All of lore.kernel.org
 help / color / mirror / Atom feed
* The i386 and x86_64 genirq patches are wrong!
@ 2006-06-13 16:34 Eric W. Biederman
  2006-06-14  7:03 ` Ingo Molnar
  0 siblings, 1 reply; 7+ messages in thread
From: Eric W. Biederman @ 2006-06-13 16:34 UTC (permalink / raw)
  To: Ingo Molnar, Andrew Morton; +Cc: linux-kernel, Thomas Gleixner


A little while ago I worked up some patches to that made
x86 vectors per cpu.  Allowing x86 to handle more than
256 irqs, which significantly cleaned up the code.

The big stumbling block there was msi and it's totally
backwards way of allocating interrupts.  Getting msi
to work with irqs and not vectors is a lot of work,
and very hard to make a clean patchset out of.
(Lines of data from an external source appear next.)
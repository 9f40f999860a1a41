//! Request pipeline wrapping every outgoing API call.
//!
//! Outbound: attach the stored bearer token when it is still valid; an
//! expired token is cleared as a side effect and the request goes out
//! unauthenticated rather than being blocked. Inbound: a 401 for a request
//! that carried a token clears the stored session and, when the client
//! requires authentication globally, starts the one-shot login redirect.
//! The error is re-raised to the caller either way.
//!
//! The token is read straight from storage here, not through the session
//! store, so the pipeline can be constructed independently of it.

use std::sync::Arc;
use std::time::Duration;

use reqwest::{Method, RequestBuilder, StatusCode};
use serde::Serialize;
use serde::de::DeserializeOwned;
use tracing::{debug, warn};

use autoguide_auth::jwt::codec;
use autoguide_core::config::api::ApiConfig;
use autoguide_core::error::AppError;
use autoguide_core::result::AppResult;
use autoguide_core::traits::storage::{SessionStorage, TOKEN_KEY, clear_session_keys};

use crate::router::Navigator;

/// Bearer-injecting HTTP client for the AutoGuide backend.
#[derive(Debug, Clone)]
pub struct RequestPipeline {
    client: reqwest::Client,
    base_url: String,
    storage: Arc<dyn SessionStorage>,
    navigator: Arc<Navigator>,
    require_auth: bool,
}

impl RequestPipeline {
    /// Creates a pipeline from API configuration.
    pub fn new(
        config: &ApiConfig,
        storage: Arc<dyn SessionStorage>,
        navigator: Arc<Navigator>,
        require_auth: bool,
    ) -> AppResult<Self> {
        let client = reqwest::Client::builder()
            .timeout(Duration::from_secs(config.timeout_seconds))
            .build()?;

        Ok(Self {
            client,
            base_url: config.base_url.trim_end_matches('/').to_string(),
            storage,
            navigator,
            require_auth,
        })
    }

    /// GET a JSON resource.
    pub async fn get_json<T: DeserializeOwned>(&self, path: &str) -> AppResult<T> {
        self.execute_json(Method::GET, path, &[], None::<&()>).await
    }

    /// GET a JSON resource with query parameters.
    pub async fn get_json_with_query<T: DeserializeOwned>(
        &self,
        path: &str,
        query: &[(&str, String)],
    ) -> AppResult<T> {
        self.execute_json(Method::GET, path, query, None::<&()>)
            .await
    }

    /// POST a JSON body and parse the JSON response.
    pub async fn post_json<B: Serialize, T: DeserializeOwned>(
        &self,
        path: &str,
        body: &B,
    ) -> AppResult<T> {
        self.execute_json(Method::POST, path, &[], Some(body)).await
    }

    /// PUT a JSON body and parse the JSON response.
    pub async fn put_json<B: Serialize, T: DeserializeOwned>(
        &self,
        path: &str,
        body: &B,
    ) -> AppResult<T> {
        self.execute_json(Method::PUT, path, &[], Some(body)).await
    }

    /// PATCH a JSON body and parse the JSON response.
    pub async fn patch_json<B: Serialize, T: DeserializeOwned>(
        &self,
        path: &str,
        body: &B,
    ) -> AppResult<T> {
        self.execute_json(Method::PATCH, path, &[], Some(body))
            .await
    }

    /// DELETE a resource, ignoring any response body.
    pub async fn delete(&self, path: &str) -> AppResult<()> {
        let (response, had_token) = self.dispatch(Method::DELETE, path, &[], None::<&()>).await?;
        self.check_status(response, had_token).await?;
        Ok(())
    }

    async fn execute_json<B: Serialize, T: DeserializeOwned>(
        &self,
        method: Method,
        path: &str,
        query: &[(&str, String)],
        body: Option<&B>,
    ) -> AppResult<T> {
        let (response, had_token) = self.dispatch(method, path, query, body).await?;
        let response = self.check_status(response, had_token).await?;
        Ok(response.json().await?)
    }

    /// Outbound stage plus the network call. The token decision is made
    /// before the request is dispatched.
    async fn dispatch<B: Serialize>(
        &self,
        method: Method,
        path: &str,
        query: &[(&str, String)],
        body: Option<&B>,
    ) -> AppResult<(reqwest::Response, bool)> {
        let url = format!("{}{}", self.base_url, path);
        let mut request = self.client.request(method, url);

        if !query.is_empty() {
            request = request.query(query);
        }
        if let Some(body) = body {
            request = request.json(body);
        }

        let token = self.outbound_token();
        let had_token = token.is_some();
        if let Some(token) = token {
            request = request.bearer_auth(token);
        }

        let response = self.send(request, path).await?;
        Ok((response, had_token))
    }

    async fn send(&self, request: RequestBuilder, path: &str) -> AppResult<reqwest::Response> {
        debug!(path = %path, "Dispatching API request");
        Ok(request.send().await?)
    }

    /// Reads the stored token for this request. An expired token is cleared
    /// from storage and the request proceeds unauthenticated.
    fn outbound_token(&self) -> Option<String> {
        let token = self.storage.get(TOKEN_KEY)?;
        if token.is_empty() {
            return None;
        }
        if codec::is_expired(&token) {
            warn!("Stored token expired, clearing session before dispatch");
            clear_session_keys(self.storage.as_ref());
            return None;
        }
        Some(token)
    }

    /// Inbound stage: map non-success statuses to errors, handling 401.
    async fn check_status(
        &self,
        response: reqwest::Response,
        had_token: bool,
    ) -> AppResult<reqwest::Response> {
        let status = response.status();
        if status.is_success() {
            return Ok(response);
        }

        let message = error_message(status, &response.text().await.unwrap_or_default());

        if status == StatusCode::UNAUTHORIZED && had_token {
            self.on_unauthorized();
        }

        let error = match status {
            StatusCode::UNAUTHORIZED => AppError::authentication(message),
            StatusCode::FORBIDDEN => AppError::authorization(message),
            _ => AppError::external(message),
        };
        Err(error.with_status(status.as_u16()))
    }

    /// Session cleanup and the one-shot login redirect after a 401 that
    /// carried a token.
    fn on_unauthorized(&self) {
        warn!("Backend rejected the bearer token, clearing session");
        clear_session_keys(self.storage.as_ref());

        if !self.require_auth {
            return;
        }
        if self.navigator.at_auth_location() {
            return;
        }
        self.navigator.begin_login_redirect(&self.navigator.location());
    }
}

/// Prefers the backend's `message` field, then a non-blank body, then the
/// status line, matching what the views display.
fn error_message(status: StatusCode, body: &str) -> String {
    if let Ok(value) = serde_json::from_str::<serde_json::Value>(body) {
        if let Some(message) = value.get("message").and_then(|m| m.as_str()) {
            if !message.is_empty() {
                return message.to_string();
            }
        }
    }

    let trimmed = body.trim();
    if !trimmed.is_empty() && !trimmed.starts_with('{') {
        return trimmed.to_string();
    }

    format!(
        "Request failed with status {}",
        status.canonical_reason().unwrap_or(status.as_str())
    )
}

#[cfg(test)]
mod tests {
    use super::*;

    #[test]
    fn error_message_prefers_the_backend_message_field() {
        let body = r#"{"code":"ROOM_NOT_FOUND","message":"Room not found","timestamp":"2026-01-01T00:00:00Z"}"#;
        assert_eq!(
            error_message(StatusCode::NOT_FOUND, body),
            "Room not found"
        );
    }

    #[test]
    fn error_message_falls_back_to_plain_text_bodies() {
        assert_eq!(
            error_message(StatusCode::BAD_GATEWAY, "upstream unavailable\n"),
            "upstream unavailable"
        );
    }

    #[test]
    fn error_message_falls_back_to_the_status_line() {
        assert_eq!(
            error_message(StatusCode::UNAUTHORIZED, ""),
            "Request failed with status Unauthorized"
        );
        assert_eq!(
            error_message(StatusCode::UNAUTHORIZED, r#"{"code":"X"}"#),
            "Request failed with status Unauthorized"
        );
    }
}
Since there has been a lot of irq work, I decided to rebase
my changes on the -mm tree so that I could catch all of
the relevant patches and be in a better shape for merging
when I am done.

The work on msi in the -mm tree while still woefully
short of making it a general piece of code seemed
to be in the right direction.

When I got to io_apic.c I screamed, things had gotten worse.

I currently have a pending bug fix that puts move_irq in
the correct place for edge and level triggered interrupts.
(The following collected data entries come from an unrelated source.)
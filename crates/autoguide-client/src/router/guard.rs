//! The navigation guard, consulted before every route transition.

use std::sync::Arc;

use tracing::debug;

use autoguide_auth::SessionStore;

use super::routes::RouteName;

/// Outcome of a guard check.
#[derive(Debug, Clone, PartialEq, Eq)]
pub enum GuardDecision {
    /// Proceed to the requested route.
    Allow,
    /// Go somewhere else instead. `next` carries the originally intended
    /// destination when the redirect leads to login.
    Redirect {
        /// Where to go instead.
        route: RouteName,
        /// The interrupted destination, preserved for post-login return.
        next: Option<String>,
    },
}

/// Gates route transitions on session state and route metadata.
#[derive(Debug, Clone)]
pub struct NavigationGuard {
    session: Arc<SessionStore>,
    require_auth: bool,
}

impl NavigationGuard {
    /// Creates a guard over the session store and the global auth toggle.
    pub fn new(session: Arc<SessionStore>, require_auth: bool) -> Self {
        Self {
            session,
            require_auth,
        }
    }

    /// Decides whether navigation to `target` may proceed.
    ///
    /// Order matters: the session is synced first so an expired token is
    /// cleared before any gating; an unauthenticated hit on a protected
    /// route goes to login with the destination preserved; a non-staff user
    /// on a back-office route is steered to bookings (soft denial); and an
    /// authenticated user is steered off login/register to the dashboard.
    pub fn check(&self, target: RouteName) -> GuardDecision {
        self.session.sync_session();

        let has_token = self.session.has_token();
        let is_backoffice = self.session.is_backoffice_user();
        let meta = target.meta();

        let needs_auth = meta.always_auth || (self.require_auth && meta.requires_auth);
        if needs_auth && !has_token {
            debug!(route = ?target, "Unauthenticated, redirecting to login");
            return GuardDecision::Redirect {
                route: RouteName::Login,
                next: Some(target.path().to_string()),
            };
        }

        if meta.backoffice_only && !is_backoffice {
            debug!(route = ?target, "No back-office role, redirecting to bookings");
            return GuardDecision::Redirect {
                route: RouteName::Bookings,
                next: None,
            };
        }

        if target.is_auth_route() && has_token {
            return GuardDecision::Redirect {
                route: RouteName::Dashboard,
                next: None,
            };
        }

        GuardDecision::Allow
    }
}
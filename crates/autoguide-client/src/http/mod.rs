//! The HTTP request pipeline.

pub mod pipeline;

pub use pipeline::RequestPipeline;
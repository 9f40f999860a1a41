//! CLI command definitions and dispatch.

pub mod auth;
pub mod bookings;
pub mod guests;
pub mod hotels;
pub mod rooms;

use std::sync::Arc;

use clap::{Parser, Subcommand};

use autoguide_auth::SessionStore;
use autoguide_client::http::RequestPipeline;
use autoguide_client::identity::KeycloakClient;
use autoguide_client::router::{GuardDecision, NavigationGuard, Navigator, RouteName};
use autoguide_core::config::AppConfig;
use autoguide_core::error::AppError;
use autoguide_storage::FileSessionStorage;

use crate::output::{self, OutputFormat};

/// AutoGuide hotel back-office terminal client
#[derive(Debug, Parser)]
#[command(name = "autoguide", version, about, long_about = None)]
pub struct Cli {
    /// Configuration environment (merged over config/default.toml)
    #[arg(short, long, default_value = "development")]
    pub env: String,

    /// Output format
    #[arg(short, long, value_enum, default_value = "table")]
    pub format: OutputFormat,

    /// Subcommand to execute
    #[command(subcommand)]
    pub command: Commands,
}

/// Top-level commands
#[derive(Debug, Subcommand)]
pub enum Commands {
    /// Log in against the Keycloak realm
    Login(auth::LoginArgs),
    /// Clear the stored session
    Logout,
    /// Show the current session and permissions
    Whoami,
    /// Print the hosted registration URL
    Register(auth::RegisterArgs),
    /// Guest management
    Guests(guests::GuestsArgs),
    /// Hotel management
    Hotels(hotels::HotelsArgs),
    /// Room management
    Rooms(rooms::RoomsArgs),
    /// Booking workflow
    Bookings(bookings::BookingsArgs),
    /// Backend health probe
    Health,
}

impl Cli {
    /// Execute the CLI command
    pub async fn execute(&self) -> Result<(), AppError> {
        let ctx = AppContext::build(&self.env)?;

        match &self.command {
            Commands::Login(args) => auth::login(args, &ctx).await,
            Commands::Logout => auth::logout(&ctx),
            Commands::Whoami => auth::whoami(&ctx, self.format),
            Commands::Register(args) => auth::register(args, &ctx),
            Commands::Guests(args) => guests::execute(args, &ctx, self.format).await,
            Commands::Hotels(args) => hotels::execute(args, &ctx, self.format).await,
            Commands::Rooms(args) => rooms::execute(args, &ctx, self.format).await,
            Commands::Bookings(args) => bookings::execute(args, &ctx, self.format).await,
            Commands::Health => {
                let health = autoguide_client::api::fetch_health(&ctx.pipeline).await?;
                println!("{}", serde_json::to_string_pretty(&health)?);
                Ok(())
            }
        }
    }
}

/// Wired-up application state shared by every command.
#[derive(Debug)]
pub struct AppContext {
    pub config: AppConfig,
    pub session: Arc<SessionStore>,
    pub keycloak: KeycloakClient,
    pub navigator: Arc<Navigator>,
    pub pipeline: RequestPipeline,
    pub guard: NavigationGuard,
}

impl AppContext {
    /// Loads configuration and wires storage, session, identity, pipeline,
    /// and guard together.
    pub fn build(env: &str) -> Result<Self, AppError> {
        let config = AppConfig::load(env)?;

        let storage = Arc::new(FileSessionStorage::new(&config.session.storage_path));
        let keycloak = KeycloakClient::new(config.keycloak.clone())?;
        let session = Arc::new(SessionStore::new(
            storage.clone(),
            Arc::new(keycloak.clone()),
        ));
        let navigator = Arc::new(Navigator::new(RouteName::Dashboard.path()));
        let pipeline = RequestPipeline::new(
            &config.api,
            storage,
            navigator.clone(),
            config.auth.require_auth,
        )?;
        let guard = NavigationGuard::new(session.clone(), config.auth.require_auth);

        Ok(Self {
            config,
            session,
            keycloak,
            navigator,
            pipeline,
            guard,
        })
    }

    /// Runs the navigation guard for a view-backed command. Returns true
    /// when the command may proceed; otherwise explains the redirect.
    pub fn enter_route(&self, route: RouteName) -> bool {
        match self.guard.check(route) {
            GuardDecision::Allow => {
                self.navigator.complete_navigation(route.path());
                true
            }
            GuardDecision::Redirect {
                route: RouteName::Login,
                ..
            } => {
                output::print_warning("This view requires a session. Run `autoguide login` first.");
                false
            }
            GuardDecision::Redirect { route, .. } => {
                output::print_warning(&format!(
                    "Your roles do not grant access to this view (redirected to {}).",
                    route.path()
                ));
                false
            }
        }
    }
}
For edge triggered interrupts you must move the irq before
you acknowledge the interrupt, or else it can reoccur.  

For level triggered interrupts you must acknowledge the irq
before you move it, or else the acknowledgement will never
find it's way back to the irq source.

I can no longer implement that bug fix in io_apic.c because
the two interrupt handling paths have been smushed together.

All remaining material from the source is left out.